#### ABOUT THIS TASK
All of the data below should be written out again exactly.

+ + + + + + +

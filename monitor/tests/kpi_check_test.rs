//! Integration tests for the end-to-end KPI check.

use std::sync::Mutex;

use async_trait::async_trait;
use chrono::Local;
use reqwest::Client;
use tempfile::TempDir;
use wiremock::matchers::{method, path};
use wiremock::{Mock, MockServer, ResponseTemplate};

use aimon::kpi::{run_kpi_check, KpiOutcome};
use aimon::notifier::{Notification, Notifier, NotifyError};
use aimon::settings::Settings;
use aimon::stats::StatsClient;
use aimon::storage::{Storage, EMPLOYEE_LIST_KEY};
use aimon::types::Employee;
use aimon::usage::UsageQuery;

/// Notifier fake that records what it was asked to deliver.
#[derive(Default)]
struct RecordingNotifier {
    sent: Mutex<Vec<Notification>>,
}

impl RecordingNotifier {
    fn sent(&self) -> Vec<Notification> {
        self.sent.lock().expect("lock").clone()
    }
}

#[async_trait]
impl Notifier for RecordingNotifier {
    async fn send(&self, notification: &Notification) -> Result<(), NotifyError> {
        self.sent.lock().expect("lock").push(notification.clone());
        Ok(())
    }

    fn channel_name(&self) -> &str {
        "recording"
    }
}

/// Mounts a calendar response carrying `count` position-based requests for
/// today's local date.
async fn mount_today_usage(server: &MockServer, count: u64) {
    let today = Local::now().date_naive().format("%Y-%m-%d").to_string();
    Mock::given(method("GET"))
        .and(path("/stats/monthly-calendar"))
        .respond_with(ResponseTemplate::new(200).set_body_json(serde_json::json!({
            "success": true,
            "data": {
                "dailyUsage": [{ "date": today, "positionBasedRequests": count }]
            }
        })))
        .mount(server)
        .await;
}

fn seeded_storage(dir: &TempDir) -> Storage {
    let storage = Storage::open(dir.path()).expect("open storage");
    storage
        .set(
            EMPLOYEE_LIST_KEY,
            &vec![Employee {
                employee_code: "E1024".to_string(),
                full_name: Some("Alex Tran".to_string()),
                kpi_tools: Vec::new(),
            }],
        )
        .expect("seed employee list");
    storage
}

fn quota(min_request_count: u32) -> Settings {
    Settings {
        min_request_count,
        ..Settings::default()
    }
}

#[tokio::test]
async fn shortfall_sends_exactly_one_notification_with_counts() {
    let server = MockServer::start().await;
    mount_today_usage(&server, 3).await;

    let dir = TempDir::new().expect("temp dir");
    let storage = seeded_storage(&dir);
    let stats = StatsClient::new(server.uri(), Client::new());
    let usage = UsageQuery::new(&storage, &stats);
    let notifier = RecordingNotifier::default();

    let outcome = run_kpi_check(&quota(5), &usage, &notifier).await;
    assert_eq!(
        outcome,
        KpiOutcome::Shortfall {
            current: 3,
            target: 5
        }
    );

    let sent = notifier.sent();
    assert_eq!(sent.len(), 1);
    // Every catalog message names the current count; no raw placeholders
    // may survive rendering.
    assert!(sent[0].message.contains('3'));
    assert!(!sent[0].message.contains("{{"));
}

#[tokio::test]
async fn met_quota_sends_nothing() {
    let server = MockServer::start().await;
    mount_today_usage(&server, 8).await;

    let dir = TempDir::new().expect("temp dir");
    let storage = seeded_storage(&dir);
    let stats = StatsClient::new(server.uri(), Client::new());
    let usage = UsageQuery::new(&storage, &stats);
    let notifier = RecordingNotifier::default();

    let outcome = run_kpi_check(&quota(5), &usage, &notifier).await;
    assert_eq!(
        outcome,
        KpiOutcome::Met {
            current: 8,
            target: 5
        }
    );
    assert!(notifier.sent().is_empty());
}

#[tokio::test]
async fn exact_quota_counts_as_met() {
    let server = MockServer::start().await;
    mount_today_usage(&server, 5).await;

    let dir = TempDir::new().expect("temp dir");
    let storage = seeded_storage(&dir);
    let stats = StatsClient::new(server.uri(), Client::new());
    let usage = UsageQuery::new(&storage, &stats);
    let notifier = RecordingNotifier::default();

    let outcome = run_kpi_check(&quota(5), &usage, &notifier).await;
    assert_eq!(
        outcome,
        KpiOutcome::Met {
            current: 5,
            target: 5
        }
    );
    assert!(notifier.sent().is_empty());
}

#[tokio::test]
async fn disabled_alerts_skip_the_query_entirely() {
    let server = MockServer::start().await;
    // No usage mock mounted: a remote call would 404 and surface as a
    // shortfall of zero, so the Disabled outcome proves nothing was fetched.
    let dir = TempDir::new().expect("temp dir");
    let storage = seeded_storage(&dir);
    let stats = StatsClient::new(server.uri(), Client::new());
    let usage = UsageQuery::new(&storage, &stats);
    let notifier = RecordingNotifier::default();

    let settings = Settings {
        kpi_alert: false,
        ..Settings::default()
    };
    let outcome = run_kpi_check(&settings, &usage, &notifier).await;
    assert_eq!(outcome, KpiOutcome::Disabled);
    assert!(notifier.sent().is_empty());
}

#[tokio::test]
async fn remote_outage_fails_open_to_a_shortfall_alert() {
    let server = MockServer::start().await;
    Mock::given(method("GET"))
        .respond_with(ResponseTemplate::new(503))
        .mount(&server)
        .await;

    let dir = TempDir::new().expect("temp dir");
    let storage = seeded_storage(&dir);
    let stats = StatsClient::new(server.uri(), Client::new());
    let usage = UsageQuery::new(&storage, &stats);
    let notifier = RecordingNotifier::default();

    let outcome = run_kpi_check(&quota(5), &usage, &notifier).await;
    assert_eq!(
        outcome,
        KpiOutcome::Shortfall {
            current: 0,
            target: 5
        }
    );
    assert_eq!(notifier.sent().len(), 1);
}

+ + + + + + +

#### EXPECTED OUTPUT
filename monitor/tests/kpi_check_test.rs
//! Integration tests for the end-to-end KPI check.

use std::sync::Mutex;

use async_trait::async_trait;
use chrono::Local;
use reqwest::Client;
use tempfile::TempDir;
use wiremock::matchers::{method, path};
use wiremock::{Mock, MockServer, ResponseTemplate};

use aimon::kpi::{run_kpi_check, KpiOutcome};
use aimon::notifier::{Notification, Notifier, NotifyError};
use aimon::settings::Settings;
use aimon::stats::StatsClient;
use aimon::storage::{Storage, EMPLOYEE_LIST_KEY};
use aimon::types::Employee;
use aimon::usage::UsageQuery;

/// Notifier fake that records what it was asked to deliver.
#[derive(Default)]
struct RecordingNotifier {
    sent: Mutex<Vec<Notification>>,
}

impl RecordingNotifier {
    fn sent(&self) -> Vec<Notification> {
        self.sent.lock().expect("lock").clone()
    }
}

#[async_trait]
impl Notifier for RecordingNotifier {
    async fn send(&self, notification: &Notification) -> Result<(), NotifyError> {
        self.sent.lock().expect("lock").push(notification.clone());
        Ok(())
    }

    fn channel_name(&self) -> &str {
        "recording"
    }
}

/// Mounts a calendar response carrying `count` position-based requests for
/// today's local date.
async fn mount_today_usage(server: &MockServer, count: u64) {
    let today = Local::now().date_naive().format("%Y-%m-%d").to_string();
    Mock::given(method("GET"))
        .and(path("/stats/monthly-calendar"))
        .respond_with(ResponseTemplate::new(200).set_body_json(serde_json::json!({
            "success": true,
            "data": {
                "dailyUsage": [{ "date": today, "positionBasedRequests": count }]
            }
        })))
        .mount(server)
        .await;
}

fn seeded_storage(dir: &TempDir) -> Storage {
    let storage = Storage::open(dir.path()).expect("open storage");
    storage
        .set(
            EMPLOYEE_LIST_KEY,
            &vec![Employee {
                employee_code: "E1024".to_string(),
                full_name: Some("Alex Tran".to_string()),
                kpi_tools: Vec::new(),
            }],
        )
        .expect("seed employee list");
    storage
}

fn quota(min_request_count: u32) -> Settings {
    Settings {
        min_request_count,
        ..Settings::default()
    }
}

#[tokio::test]
async fn shortfall_sends_exactly_one_notification_with_counts() {
    let server = MockServer::start().await;
    mount_today_usage(&server, 3).await;

    let dir = TempDir::new().expect("temp dir");
    let storage = seeded_storage(&dir);
    let stats = StatsClient::new(server.uri(), Client::new());
    let usage = UsageQuery::new(&storage, &stats);
    let notifier = RecordingNotifier::default();

    let outcome = run_kpi_check(&quota(5), &usage, &notifier).await;
    assert_eq!(
        outcome,
        KpiOutcome::Shortfall {
            current: 3,
            target: 5
        }
    );

    let sent = notifier.sent();
    assert_eq!(sent.len(), 1);
    // Every catalog message names the current count; no raw placeholders
    // may survive rendering.
    assert!(sent[0].message.contains('3'));
    assert!(!sent[0].message.contains("{{"));
}

#[tokio::test]
async fn met_quota_sends_nothing() {
    let server = MockServer::start().await;
    mount_today_usage(&server, 8).await;

    let dir = TempDir::new().expect("temp dir");
    let storage = seeded_storage(&dir);
    let stats = StatsClient::new(server.uri(), Client::new());
    let usage = UsageQuery::new(&storage, &stats);
    let notifier = RecordingNotifier::default();

    let outcome = run_kpi_check(&quota(5), &usage, &notifier).await;
    assert_eq!(
        outcome,
        KpiOutcome::Met {
            current: 8,
            target: 5
        }
    );
    assert!(notifier.sent().is_empty());
}

#[tokio::test]
async fn exact_quota_counts_as_met() {
    let server = MockServer::start().await;
    mount_today_usage(&server, 5).await;

    let dir = TempDir::new().expect("temp dir");
    let storage = seeded_storage(&dir);
    let stats = StatsClient::new(server.uri(), Client::new());
    let usage = UsageQuery::new(&storage, &stats);
    let notifier = RecordingNotifier::default();

    let outcome = run_kpi_check(&quota(5), &usage, &notifier).await;
    assert_eq!(
        outcome,
        KpiOutcome::Met {
            current: 5,
            target: 5
        }
    );
    assert!(notifier.sent().is_empty());
}

#[tokio::test]
async fn disabled_alerts_skip_the_query_entirely() {
    let server = MockServer::start().await;
    // No usage mock mounted: a remote call would 404 and surface as a
    // shortfall of zero, so the Disabled outcome proves nothing was fetched.
    let dir = TempDir::new().expect("temp dir");
    let storage = seeded_storage(&dir);
    let stats = StatsClient::new(server.uri(), Client::new());
    let usage = UsageQuery::new(&storage, &stats);
    let notifier = RecordingNotifier::default();

    let settings = Settings {
        kpi_alert: false,
        ..Settings::default()
    };
    let outcome = run_kpi_check(&settings, &usage, &notifier).await;
    assert_eq!(outcome, KpiOutcome::Disabled);
    assert!(notifier.sent().is_empty());
}

#[tokio::test]
async fn remote_outage_fails_open_to_a_shortfall_alert() {
    let server = MockServer::start().await;
    Mock::given(method("GET"))
        .respond_with(ResponseTemplate::new(503))
        .mount(&server)
        .await;

    let dir = TempDir::new().expect("temp dir");
    let storage = seeded_storage(&dir);
    let stats = StatsClient::new(server.uri(), Client::new());
    let usage = UsageQuery::new(&storage, &stats);
    let notifier = RecordingNotifier::default();

    let outcome = run_kpi_check(&quota(5), &usage, &notifier).await;
    assert_eq!(
        outcome,
        KpiOutcome::Shortfall {
            current: 0,
            target: 5
        }
    );
    assert_eq!(notifier.sent().len(), 1);
}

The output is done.